Dans la Rome umbertine, à la « Nouvelle Église » de S. Maria in Vallicella
Dans cette partie de la ville, on marche sur l'axe de la Rome humbertine, avec ses expressions néo-baroques qui marquent la Rome bourgeoise du XIXe siècle et les résidences de l'ancienne noblesse papale. Dans ce contexte, se trouve l'une des églises où les pèlerins se rassembleront pour la catéchèse, qui sera célébrée dans de nombreuses langues du monde entier.

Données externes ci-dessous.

/// Device capabilities consumed by shader units and pipelines.
pub trait GpuDevice: Send + Sync {
    fn create_shader_module(&self, code: &[u32]) -> Result<vk::ShaderModule, vk::Result>;
    fn destroy_shader_module(&self, module: vk::ShaderModule);

    fn create_descriptor_set_layout(
        &self,
        bindings: &[vk::DescriptorSetLayoutBinding<'_>],
    ) -> Result<vk::DescriptorSetLayout, vk::Result>;
    fn destroy_descriptor_set_layout(&self, layout: vk::DescriptorSetLayout);

    fn create_pipeline_layout(
        &self,
        set_layouts: &[vk::DescriptorSetLayout],
        push_constant_ranges: &[vk::PushConstantRange],
    ) -> Result<vk::PipelineLayout, vk::Result>;
    fn destroy_pipeline_layout(&self, layout: vk::PipelineLayout);

    fn create_graphics_pipeline(
        &self,
        info: &vk::GraphicsPipelineCreateInfo<'_>,
    ) -> Result<vk::Pipeline, vk::Result>;
    fn create_compute_pipeline(
        &self,
        info: &vk::ComputePipelineCreateInfo<'_>,
    ) -> Result<vk::Pipeline, vk::Result>;
    fn create_ray_tracing_pipeline(
        &self,
        info: &vk::RayTracingPipelineCreateInfoKHR<'_>,
    ) -> Result<vk::Pipeline, vk::Result>;
    fn destroy_pipeline(&self, pipeline: vk::Pipeline);

    fn cmd_bind_pipeline(
        &self,
        command_buffer: vk::CommandBuffer,
        bind_point: vk::PipelineBindPoint,
        pipeline: vk::Pipeline,
    );
    fn cmd_bind_descriptor_sets(
        &self,
        command_buffer: vk::CommandBuffer,
        bind_point: vk::PipelineBindPoint,
        layout: vk::PipelineLayout,
        first_set: u32,
        sets: &[vk::DescriptorSet],
    );
}

// ============================================================================
// Vulkan implementation
// ============================================================================

/// [`GpuDevice`] over a logical Vulkan device.
///
/// The caller keeps ownership of the device itself; dropping this wrapper
/// destroys nothing.
pub struct VulkanDevice {
    device: ash::Device,
    ray_tracing: Option<ray_tracing_pipeline::Device>,
    pipeline_cache: vk::PipelineCache,
}

impl VulkanDevice {
    pub fn new(device: ash::Device) -> Self {
        Self {
            device,
            ray_tracing: None,
            pipeline_cache: vk::PipelineCache::null(),
        }
    }

    /// Enable ray tracing pipeline creation.
    ///
    /// The device must have been created with `VK_KHR_ray_tracing_pipeline`.
    pub fn with_ray_tracing(mut self, instance: &ash::Instance) -> Self {
        self.ray_tracing = Some(ray_tracing_pipeline::Device::new(instance, &self.device));
        self
    }

    /// Route every pipeline creation through `cache`.
    pub fn with_pipeline_cache(mut self, cache: vk::PipelineCache) -> Self {
        self.pipeline_cache = cache;
        self
    }

    pub fn raw(&self) -> &ash::Device {
        &self.device
    }

    pub fn supports_ray_tracing(&self) -> bool {
        self.ray_tracing.is_some()
    }
}
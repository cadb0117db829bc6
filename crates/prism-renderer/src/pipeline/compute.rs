use std::ffi::CString;
use std::sync::Arc;

use ash::vk;

use super::layout::{LayoutDescription, OwnedLayout};
use super::{device_error, Pipeline, StageRef};
use crate::device::GpuDevice;
use crate::error::PipelineError;
use crate::shader::{ShaderStage, SharedShader};

/// Builds a single-stage compute pipeline.
///
/// The layout comes from, in order of preference: an explicit
/// [`layout`](Self::layout), caller-owned [`set_layouts`](Self::set_layouts)
/// combined with the shader's push constants, or the shader's reflection.
pub struct ComputePipelineBuilder {
    device: Arc<dyn GpuDevice>,
    shader: SharedShader,
    layout: Option<vk::PipelineLayout>,
    set_layouts: Option<Vec<vk::DescriptorSetLayout>>,
    base_pipeline: vk::Pipeline,
}

impl ComputePipelineBuilder {
    pub fn new(device: Arc<dyn GpuDevice>, shader: &SharedShader) -> Result<Self, PipelineError> {
        let found = shader.read().stage();
        if found != ShaderStage::Compute {
            return Err(PipelineError::WrongStage {
                expected: ShaderStage::Compute,
                found,
            });
        }
        Ok(Self {
            device,
            shader: Arc::clone(shader),
            layout: None,
            set_layouts: None,
            base_pipeline: vk::Pipeline::null(),
        })
    }

    pub fn set_layouts(&mut self, set_layouts: &[vk::DescriptorSetLayout]) -> &mut Self {
        self.set_layouts = Some(set_layouts.to_vec());
        self
    }

    pub fn layout(&mut self, layout: vk::PipelineLayout) -> &mut Self {
        self.layout = Some(layout);
        self
    }

    pub fn base_pipeline(&mut self, base: vk::Pipeline) -> &mut Self {
        self.base_pipeline = base;
        self
    }

    pub fn build(&self) -> Result<Pipeline, PipelineError> {
        let unit = self.shader.read();
        let invalid = || PipelineError::InvalidShader {
            stage: ShaderStage::Compute,
            path: unit.path().to_path_buf(),
        };
        if unit.module() == vk::ShaderModule::null() {
            return Err(invalid());
        }
        let entry = CString::new(unit.entry_point()).map_err(|_| invalid())?;

        let (layout, owned_layout) = match (self.layout, &self.set_layouts) {
            (Some(layout), _) => (layout, None),
            (None, Some(set_layouts)) => {
                let ranges = LayoutDescription::from_units([&*unit])?.push_constant_ranges();
                let owned = OwnedLayout::over_set_layouts(&self.device, set_layouts, &ranges)?;
                (owned.layout(), Some(owned))
            }
            (None, None) => {
                let owned = LayoutDescription::from_units([&*unit])?.create(&self.device)?;
                (owned.layout(), Some(owned))
            }
        };

        let stage = vk::PipelineShaderStageCreateInfo::default()
            .stage(vk::ShaderStageFlags::COMPUTE)
            .module(unit.module())
            .name(entry.as_c_str());
        let mut info = vk::ComputePipelineCreateInfo::default()
            .stage(stage)
            .layout(layout)
            .base_pipeline_handle(self.base_pipeline)
            .base_pipeline_index(-1);
        if self.base_pipeline != vk::Pipeline::null() {
            info = info.flags(vk::PipelineCreateFlags::DERIVATIVE);
        }

        let handle = self
            .device
            .create_compute_pipeline(&info)
            .map_err(|result| device_error("compute pipeline", result))?;

        log::debug!("Built compute pipeline from {}", unit.path().display());
        let stages = vec![StageRef {
            stage: ShaderStage::Compute,
            unit: Arc::clone(&self.shader),
            generation: unit.generation(),
        }];
        Ok(Pipeline::new(
            Arc::clone(&self.device),
            handle,
            layout,
            owned_layout,
            None,
            stages,
        ))
    }
}

#[cfg(test)]
mod tests {
    use super::*;
    use crate::shader::unit::tests::{Env, VERT};
    use ash::vk::Handle;
    use parking_lot::RwLock;
    use std::sync::atomic::Ordering;

    const COMP: &str = r#"#version 450
layout(local_size_x = 64) in;
layout(set = 0, binding = 0) buffer Particles { vec4 data[]; } particles;
layout(push_constant) uniform Push { float dt; } push;

void main() {
    uint i = gl_GlobalInvocationID.x;
    particles.data[i] += vec4(push.dt);
}
"#;

    fn load(env: &Env, path: &str, text: &str) -> SharedShader {
        env.fs.write(path, text);
        Arc::new(RwLock::new(env.unit(path).unwrap()))
    }

    #[test]
    fn test_build_derives_layout() {
        let env = Env::new();
        let comp = load(&env, "sim.comp", COMP);
        let pipeline = ComputePipelineBuilder::new(env.device.clone(), &comp)
            .unwrap()
            .build()
            .unwrap();

        assert_eq!(pipeline.pipeline_type(), None);
        assert_eq!(pipeline.bind_point(), vk::PipelineBindPoint::COMPUTE);
        assert_eq!(pipeline.set_layouts().len(), 1);

        let record = env.device.last_pipeline();
        assert_eq!(record.stages, vec![vk::ShaderStageFlags::COMPUTE]);
        assert_eq!(record.entry_points, vec!["main"]);
        assert_eq!(record.base_pipeline_index, -1);

        let bindings = env.device.set_layout_bindings.lock().clone();
        assert_eq!(
            bindings[0],
            vec![(0, vk::DescriptorType::STORAGE_BUFFER, 1, vk::ShaderStageFlags::COMPUTE)]
        );
        let ranges = env.device.push_constant_ranges.lock().clone();
        assert_eq!(ranges[0].len(), 1);
        assert_eq!(ranges[0][0].size, 4);
        assert_eq!(ranges[0][0].stage_flags, vk::ShaderStageFlags::COMPUTE);

        drop(pipeline);
        assert_eq!(env.device.live_pipelines(), 0);
        assert_eq!(env.device.live_set_layouts(), 0);
        assert_eq!(env.device.live_pipeline_layouts(), 0);
    }

    #[test]
    fn test_rejects_non_compute_stage() {
        let env = Env::new();
        let vert = load(&env, "lit.vert", VERT);
        assert!(matches!(
            ComputePipelineBuilder::new(env.device.clone(), &vert),
            Err(PipelineError::WrongStage {
                expected: ShaderStage::Compute,
                found: ShaderStage::Vertex,
            })
        ));
    }

    #[test]
    fn test_caller_set_layouts_keep_push_constants() {
        let env = Env::new();
        let comp = load(&env, "sim.comp", COMP);
        let external = [vk::DescriptorSetLayout::from_raw(0x42)];

        let pipeline = ComputePipelineBuilder::new(env.device.clone(), &comp)
            .unwrap()
            .set_layouts(&external)
            .build()
            .unwrap();

        assert!(pipeline.set_layouts().is_empty());
        assert_eq!(env.device.live_set_layouts(), 0);
        assert_eq!(env.device.live_pipeline_layouts(), 1);
        assert_eq!(env.device.push_constant_ranges.lock()[0][0].size, 4);

        drop(pipeline);
        assert_eq!(env.device.live_pipeline_layouts(), 0);
    }

    #[test]
    fn test_explicit_layout_and_derivative() {
        let env = Env::new();
        let comp = load(&env, "sim.comp", COMP);
        let layout = vk::PipelineLayout::from_raw(0x99);

        let mut builder = ComputePipelineBuilder::new(env.device.clone(), &comp).unwrap();
        builder.layout(layout);
        let base = builder.build().unwrap();
        builder.base_pipeline(base.handle());
        let derived = builder.build().unwrap();

        assert_eq!(derived.layout(), layout);
        assert_eq!(env.device.last_pipeline().layout, layout);
        assert_eq!(env.device.live_pipeline_layouts(), 0);
        assert_eq!(env.device.live_pipelines(), 2);
    }

    #[test]
    fn test_device_failure_releases_layout() {
        let env = Env::new();
        let comp = load(&env, "sim.comp", COMP);
        env.device.fail_pipelines.store(true, Ordering::Relaxed);

        let result = ComputePipelineBuilder::new(env.device.clone(), &comp)
            .unwrap()
            .build();
        assert!(matches!(
            result,
            Err(PipelineError::DeviceCreation {
                what: "compute pipeline",
                ..
            })
        ));
        assert_eq!(env.device.live_set_layouts(), 0);
        assert_eq!(env.device.live_pipeline_layouts(), 0);
    }

    #[test]
    fn test_stale_after_reload() {
        let env = Env::new();
        let comp = load(&env, "sim.comp", COMP);
        let pipeline = ComputePipelineBuilder::new(env.device.clone(), &comp)
            .unwrap()
            .build()
            .unwrap();
        assert!(!pipeline.is_stale());

        env.fs.write("sim.comp", COMP.replace("vec4(push.dt)", "vec4(push.dt * 2.0)"));
        assert!(comp.write().update().unwrap());
        assert!(pipeline.is_stale());

        pipeline.bind(vk::CommandBuffer::null());
        assert_eq!(
            env.device.bound.lock().as_slice(),
            &[(vk::PipelineBindPoint::COMPUTE, pipeline.handle())]
        );
    }
}
impl Tables {
    fn build(module: &dr::Module) -> Self {
        let mut tables = Tables {
            names: HashMap::new(),
            decorations: HashMap::new(),
            member_decorations: HashMap::new(),
            types: HashMap::new(),
            constants: HashMap::new(),
        };

        for inst in &module.debug_names {
            if inst.class.opcode != Op::Name {
                continue;
            }
            if let (Some(id), Some(Operand::LiteralString(name))) =
                (id_operand(inst.operands.first()), inst.operands.get(1))
            {
                tables.names.insert(id, name.clone());
            }
        }

        for inst in &module.annotations {
            match inst.class.opcode {
                Op::Decorate => {
                    if let (Some(id), Some(Operand::Decoration(decoration))) =
                        (id_operand(inst.operands.first()), inst.operands.get(1))
                    {
                        tables
                            .decorations
                            .entry(id)
                            .or_default()
                            .apply(*decoration, inst.operands.get(2));
                    }
                }
                Op::MemberDecorate => {
                    if let (Some(id), Some(member), Some(Operand::Decoration(decoration))) = (
                        id_operand(inst.operands.first()),
                        literal_operand(inst.operands.get(1)),
                        inst.operands.get(2),
                    ) {
                        tables
                            .member_decorations
                            .entry((id, member))
                            .or_default()
                            .apply(*decoration, inst.operands.get(3));
                    }
                }
                _ => {}
            }
        }

        for inst in &module.types_global_values {
            if let Some(id) = inst.result_id {
                if let Some(ty) = Self::parse_type(inst) {
                    tables.types.insert(id, ty);
                }
                if matches!(inst.class.opcode, Op::Constant | Op::SpecConstant) {
                    if let Some(value) = literal_operand(inst.operands.first()) {
                        tables.constants.insert(id, value);
                    }
                }
            }
        }

        tables
    }

    fn parse_type(inst: &Instruction) -> Option<Type> {
        let ops = &inst.operands;
        let ty = match inst.class.opcode {
            Op::TypeBool => Type::Bool,
            Op::TypeInt => Type::Int {
                width: literal_operand(ops.first())?,
                signed: literal_operand(ops.get(1))? == 1,
            },
            Op::TypeFloat => Type::Float {
                width: literal_operand(ops.first())?,
            },
            Op::TypeVector => Type::Vector {
                component: id_operand(ops.first())?,
                count: literal_operand(ops.get(1))?,
            },
            Op::TypeMatrix => Type::Matrix {
                column: id_operand(ops.first())?,
                count: literal_operand(ops.get(1))?,
            },
            Op::TypeImage => {
                let dim = match ops.get(1) {
                    Some(Operand::Dim(dim)) => *dim as u32,
                    _ => return None,
                };
                Type::Image {
                    dim,
                    sampled: literal_operand(ops.get(5))?,
                }
            }
            Op::TypeSampler => Type::Sampler,
            Op::TypeSampledImage => Type::SampledImage,
            Op::TypeArray => Type::Array {
                element: id_operand(ops.first())?,
                length: id_operand(ops.get(1))?,
            },
            Op::TypeRuntimeArray => Type::RuntimeArray {
                element: id_operand(ops.first())?,
            },
            Op::TypeStruct => Type::Struct {
                members: ops.iter().filter_map(|o| id_operand(Some(o))).collect(),
            },
            Op::TypePointer => Type::Pointer {
                pointee: id_operand(ops.get(1))?,
            },
            op if op as u32 == OP_TYPE_ACCELERATION_STRUCTURE => Type::AccelerationStructure,
            Op::TypeVoid | Op::TypeFunction => Type::Other,
            _ => return None,
        };
        Some(ty)
    }

    fn name(&self, id: Word) -> Option<&str> {
        self.names.get(&id).map(String::as_str).filter(|n| !n.is_empty())
    }

    fn decorations(&self, id: Word) -> Decorations {
        self.decorations.get(&id).cloned().unwrap_or_default()
    }

    /// Strip array wrappers, returning the element type and the total count.
    fn unwrap_arrays(&self, mut ty: Word) -> (Word, u32) {
        let mut count = 1u32;
        loop {
            match self.types.get(&ty) {
                Some(Type::Array { element, length }) => {
                    count = count.saturating_mul(self.constants.get(length).copied().unwrap_or(1));
                    ty = *element;
                }
                Some(Type::RuntimeArray { element }) => {
                    count = 0;
                    ty = *element;
                }
                _ => return (ty, count),
            }
        }
    }

    /// Byte size of a type under explicit layout decorations.
    ///
    /// `None` when a size does not fit in 32 bits.
    fn size_of(&self, ty: Word, matrix_stride: Option<u32>) -> Option<u32> {
        match self.types.get(&ty) {
            Some(Type::Bool) => Some(4),
            Some(Type::Int { width, .. }) | Some(Type::Float { width }) => Some(width / 8),
            Some(Type::Vector { component, count }) => {
                self.size_of(*component, None)?.checked_mul(*count)
            }
            Some(Type::Matrix { column, count }) => {
                let stride = match matrix_stride {
                    Some(stride) => stride,
                    None => self.size_of(*column, None)?,
                };
                stride.checked_mul(*count)
            }
            Some(Type::Array { element, length }) => {
                let length = self.constants.get(length).copied().unwrap_or(1);
                let stride = match self.decorations.get(&ty).and_then(|d| d.array_stride) {
                    Some(stride) => stride,
                    None => self.size_of(*element, matrix_stride)?,
                };
                stride.checked_mul(length)
            }
            Some(Type::Struct { members }) => {
                let mut size = 0;
                for (index, member) in members.iter().enumerate() {
                    let decorations = self.member_decorations.get(&(ty, index as u32));
                    let offset = decorations.and_then(|d| d.offset).unwrap_or(0);
                    let member_size =
                        self.size_of(*member, decorations.and_then(|d| d.matrix_stride))?;
                    size = size.max(offset.checked_add(member_size)?);
                }
                Some(size)
            }
            _ => Some(0),
        }
    }

    fn is_builtin_block(&self, ty: Word) -> bool {
        match self.types.get(&ty) {
            Some(Type::Struct { members }) => (0..members.len() as u32).any(|index| {
                self.member_decorations
                    .get(&(ty, index))
                    .is_some_and(|d| d.builtin)
            }),
            _ => false,
        }
    }

    fn format_of(&self, ty: Word) -> vk::Format {
        let (scalar, count) = match self.types.get(&ty) {
            Some(Type::Vector { component, count }) => (*component, *count),
            _ => (ty, 1),
        };
        let formats: [vk::Format; 4] = match self.types.get(&scalar) {
            Some(Type::Float { width: 32 }) => [
                vk::Format::R32_SFLOAT,
                vk::Format::R32G32_SFLOAT,
                vk::Format::R32G32B32_SFLOAT,
                vk::Format::R32G32B32A32_SFLOAT,
            ],
            Some(Type::Float { width: 64 }) => [
                vk::Format::R64_SFLOAT,
                vk::Format::R64G64_SFLOAT,
                vk::Format::R64G64B64_SFLOAT,
                vk::Format::R64G64B64A64_SFLOAT,
            ],
            Some(Type::Int { width: 32, signed: true }) => [
                vk::Format::R32_SINT,
                vk::Format::R32G32_SINT,
                vk::Format::R32G32B32_SINT,
                vk::Format::R32G32B32A32_SINT,
            ],
            Some(Type::Int { width: 32, signed: false }) => [
                vk::Format::R32_UINT,
                vk::Format::R32G32_UINT,
                vk::Format::R32G32B32_UINT,
                vk::Format::R32G32B32A32_UINT,
            ],
            _ => return vk::Format::UNDEFINED,
        };
        match count {
            1..=4 => formats[count as usize - 1],
            _ => vk::Format::UNDEFINED,
        }
    }
}
//! Shader toolchain configuration.
//!
//! Holds the compiler targets, search paths and the vertex-attribute
//! semantic names the reflector recognizes. Built with [`Default`] plus
//! setters, then passed through [`ShaderConfig::validated`].

use std::path::PathBuf;

/// Vertex-attribute semantics recognized by default, both as input variable
/// names and as the argument of a `#pragma <SEMANTIC>` line.
pub const DEFAULT_SEMANTICS: &[&str] = &[
    "POSITION", "NORMAL", "TANGENT", "TEXCOORD0", "TEXCOORD1", "COLOR0", "JOINTS0", "WEIGHTS0",
];

const MAX_SPIRV_VERSION: (u8, u8) = (1, 6);

const DEFAULT_RUNTIME_ARRAY_DESCRIPTORS: u32 = 1024;

/// Configuration shared by the compiler, reflector and registry.
#[derive(Debug, Clone)]
pub struct ShaderConfig {
    /// Directories relative shader paths are resolved against, highest priority first.
    pub search_paths: Vec<PathBuf>,
    /// Target Vulkan API version (major, minor)
    pub vulkan_version: (u32, u32),
    /// Target SPIR-V version (major, minor)
    pub spirv_version: (u8, u8),
    /// Entry point name passed to the front ends
    pub entry_point: String,
    /// Module search paths for the Slang front end
    pub slang_search_paths: Vec<PathBuf>,
    /// Preprocessor macros for the Slang front end
    pub slang_macros: Vec<(String, String)>,
    /// Slang target profile
    pub slang_profile: String,
    /// Known vertex-attribute semantic names (upper case)
    pub semantics: Vec<String>,
    /// Reproduce the old separate-image descriptor mapping
    /// (buffer-dim images become uniform texel buffers, all others storage images).
    pub legacy_separate_image_mapping: bool,
    /// Emit debug names into generated SPIR-V so bindings keep their names
    pub debug_info: bool,
    /// Descriptor count given to runtime-sized (unbounded) arrays in derived layouts
    pub runtime_array_descriptors: u32,
}

impl Default for ShaderConfig {
    fn default() -> Self {
        Self {
            search_paths: vec![PathBuf::from("shaders")],
            vulkan_version: (1, 3),
            spirv_version: (1, 6),
            entry_point: "main".to_string(),
            slang_search_paths: vec![PathBuf::from("shaders/slang")],
            slang_macros: vec![("ENABLE_FANCY_FEATURE".to_string(), "1".to_string())],
            slang_profile: "glsl_450".to_string(),
            semantics: DEFAULT_SEMANTICS.iter().map(|s| s.to_string()).collect(),
            legacy_separate_image_mapping: false,
            debug_info: true,
            runtime_array_descriptors: DEFAULT_RUNTIME_ARRAY_DESCRIPTORS,
        }
    }
}

impl ShaderConfig {
    /// Config with a single search root.
    pub fn with_root(root: impl Into<PathBuf>) -> Self {
        Self {
            search_paths: vec![root.into()],
            ..Self::default()
        }
    }

    pub fn search_path(mut self, dir: impl Into<PathBuf>) -> Self {
        self.search_paths.push(dir.into());
        self
    }

    pub fn vulkan_version(mut self, major: u32, minor: u32) -> Self {
        self.vulkan_version = (major, minor);
        self
    }

    pub fn spirv_version(mut self, major: u8, minor: u8) -> Self {
        self.spirv_version = (major, minor);
        self
    }

    pub fn slang_search_path(mut self, dir: impl Into<PathBuf>) -> Self {
        self.slang_search_paths.push(dir.into());
        self
    }

    pub fn slang_macro(mut self, name: impl Into<String>, value: impl Into<String>) -> Self {
        self.slang_macros.push((name.into(), value.into()));
        self
    }

    pub fn semantic(mut self, name: impl Into<String>) -> Self {
        self.semantics.push(name.into());
        self
    }

    pub fn legacy_separate_image_mapping(mut self, enabled: bool) -> Self {
        self.legacy_separate_image_mapping = enabled;
        self
    }

    pub fn debug_info(mut self, enabled: bool) -> Self {
        self.debug_info = enabled;
        self
    }

    pub fn runtime_array_descriptors(mut self, count: u32) -> Self {
        self.runtime_array_descriptors = count;
        self
    }

    /// Clamp out-of-range values and normalize the semantic list.
    pub fn validated(mut self) -> Self {
        if self.entry_point.trim().is_empty() {
            log::warn!("Empty shader entry point, using \"main\"");
            self.entry_point = "main".to_string();
        }

        if self.spirv_version.0 != 1 || self.spirv_version > MAX_SPIRV_VERSION {
            log::warn!(
                "Unsupported SPIR-V target {}.{}, using {}.{}",
                self.spirv_version.0,
                self.spirv_version.1,
                MAX_SPIRV_VERSION.0,
                MAX_SPIRV_VERSION.1
            );
            self.spirv_version = MAX_SPIRV_VERSION;
        }

        if self.vulkan_version.0 != 1 {
            log::warn!(
                "Unsupported Vulkan target {}.{}, using 1.3",
                self.vulkan_version.0,
                self.vulkan_version.1
            );
            self.vulkan_version = (1, 3);
        }

        if self.runtime_array_descriptors == 0 {
            log::warn!(
                "Runtime array descriptor count must be non-zero, using {}",
                DEFAULT_RUNTIME_ARRAY_DESCRIPTORS
            );
            self.runtime_array_descriptors = DEFAULT_RUNTIME_ARRAY_DESCRIPTORS;
        }

        let mut semantics: Vec<String> = self
            .semantics
            .iter()
            .map(|s| s.trim().to_ascii_uppercase())
            .filter(|s| !s.is_empty())
            .collect();
        semantics.sort();
        semantics.dedup();
        self.semantics = semantics;

        self
    }

    /// The configured semantic matching a variable name, compared case-insensitively.
    pub fn semantic_for(&self, name: &str) -> Option<&str> {
        self.semantics
            .iter()
            .find(|s| s.eq_ignore_ascii_case(name))
            .map(String::as_str)
    }
}
impl std::fmt::Debug for PipelineBuilder {
    fn fmt(&self, f: &mut std::fmt::Formatter<'_>) -> std::fmt::Result {
        let stages: Vec<ShaderStage> = self.shaders.iter().map(|(stage, _)| *stage).collect();
        f.debug_struct("PipelineBuilder")
            .field("stages", &stages)
            .field("remaining", &self.remaining)
            .field("layout", &self.layout)
            .field("render_pass", &self.render_pass)
            .finish()
    }
}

L'église S. Maria in Vallicella est liée à la figure de Filippo Neri, fondateur en 1551 de l'« Oratoire » érigé en 1575 par Grégoire XIII en congrégation de l'Oratoire. Ses origines remontent au XIIe siècle. L'église rappelle dans son nom le creux qui correspondrait au « Tarentum », le sanctuaire souterrain où se déroulait le culte des divinités infernales Dis et Proserpine. Le temple chrétien a été reconstruit à partir de 1575, d'où le nom commun de « Nouvelle église ».
Une fois à l'intérieur, vous pourrez admirer de nombreuses œuvres de grande valeur qui embellissent le riche intérieur de style baroque. Dans la chapelle Spada, vous pourrez admirer la Vierge à l'Enfant et les saints Charles Borromée et Ignace de Loyola de Carlo Maratta. Le presbytère conserve des chefs-d'œuvre de la période romaine de Pieter Paul Rubens (1606-1608) tandis qu'un extraordinaire revêtement de marbres précieux recouvre la chapelle de S. Filippo Neri (1600-1602).
Au cœur de Rome, jusqu'au Vatican et au-delà
Il n'est pas difficile de s'apercevoir que dans ce mouchoir étendu sur le cœur de Rome, un grand nombre de palais et d'églises se concentrent. Ici, la boucle du Tibre s'élargit et se rapproche du Vatican.
Parmi les rues des Banchi Nuovi, du Governo Vecchio, de S. Pantaleo et de Torre Argentina et les rues des Banchi Vecchi et du Pellegrino, Campo de' Fiori et via de' Giubbonari, qui suivent les traces de la Rome antique, se trouve la plus grande concentration d'églises jubilaires : S. Salvatore in Lauro, S. Maria dell'Orazione e Morte, S. Caterina da Siena, S. Spirito dei Napoletani, S. Maria del Suffragio et S. Giovanni Battista dei Fiorentini.
Parmi celles-ci, S. Salvatore in Lauro se distingue comme un véritable sanctuaire au cœur de Rome. Depuis 1600, c'est le sanctuaire de la Madonna di Loreto à Rome et il conserve l'une des plus anciennes icônes de Lorette. Depuis 2007, il est devenu un lieu dédié à la figure de Padre Pio da Pietrelcina et conserve d'importantes reliques du saint.
La dernière église se trouve dans le quartier Colonna, dont le nom provient de la colonne de Marc Aurèle, entre la Via del Corso (segment urbain de l'ancienne Flaminia) et la montée au Pincio. C'est ici que se trouve l'église jubilaire de S. Andrea delle Fratte : nommée au XII « S. Andrea de hortis » parce qu'il était en dehors de la ville, est un exemple d'architecture « borromienne ». L'intervention de Borromini, dans la seconde moitié du XVIIe siècle, contraste avec les lignes orthogonales des rues qui entourent l'église. À côté de l'abside, se dresse un étonnant clocher carré. Une fois que vous êtes entré dans la nef unique, avec une voûte en berceau, nous vous conseillons d'aller sur les côtés du presbytère pour admirer les anges de marbre de Gian Lorenzo Bernini (1668-69), une vision qui satisfait et est de bon augure pour le Jubilé.